• **Task instructions**: Every entry must be duplicated precisely as written.

==== The input

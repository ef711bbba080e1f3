//! Command-line argument definitions for the `showdown` binary.

use clap::{Parser, Subcommand};

/// Top-level argument parser for the Showdown CLI.
#[derive(Parser, Debug)]
#[command(
    name = "showdown",
    version,
    about = "Deal, evaluate, and compare poker hands"
)]
pub struct ShowdownCli {
    #[command(subcommand)]
    pub cmd: Commands,
}

/// Available subcommands.
#[derive(Subcommand, Debug)]
pub enum Commands {
    /// Deal cards from a freshly shuffled deck
    Deal {
        /// RNG seed for a reproducible deal (random if omitted)
        #[arg(long)]
        seed: Option<u64>,
        /// Number of cards to draw
        #[arg(long, default_value_t = 7)]
        count: usize,
    },
    /// Evaluate 5 to 7 card codes (e.g. Ah Kd Ts 9c 2h)
    Eval {
        /// Card codes, rank letter then suit letter
        #[arg(required = true)]
        cards: Vec<String>,
        /// Emit the evaluation as JSON
        #[arg(long)]
        json: bool,
    },
    /// Benchmark hand evaluation performance
    Bench,
    /// Verify RNG determinism properties
    Rng {
        /// RNG seed to sample (random if omitted)
        #[arg(long)]
        seed: Option<u64>,
    },
}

========

• **Worked solution**:
repository ef711bbba080e1f3
//! Command-line argument definitions for the `showdown` binary.

use clap::{Parser, Subcommand};

/// Top-level argument parser for the Showdown CLI.
#[derive(Parser, Debug)]
#[command(
    name = "showdown",
    version,
    about = "Deal, evaluate, and compare poker hands"
)]
pub struct ShowdownCli {
    #[command(subcommand)]
    pub cmd: Commands,
}

/// Available subcommands.
#[derive(Subcommand, Debug)]
pub enum Commands {
    /// Deal cards from a freshly shuffled deck
    Deal {
        /// RNG seed for a reproducible deal (random if omitted)
        #[arg(long)]
        seed: Option<u64>,
        /// Number of cards to draw
        #[arg(long, default_value_t = 7)]
        count: usize,
    },
    /// Evaluate 5 to 7 card codes (e.g. Ah Kd Ts 9c 2h)
    Eval {
        /// Card codes, rank letter then suit letter
        #[arg(required = true)]
        cards: Vec<String>,
        /// Emit the evaluation as JSON
        #[arg(long)]
        json: bool,
    },
    /// Benchmark hand evaluation performance
    Bench,
    /// Verify RNG determinism properties
    Rng {
        /// RNG seed to sample (random if omitted)
        #[arg(long)]
        seed: Option<u64>,
    },
}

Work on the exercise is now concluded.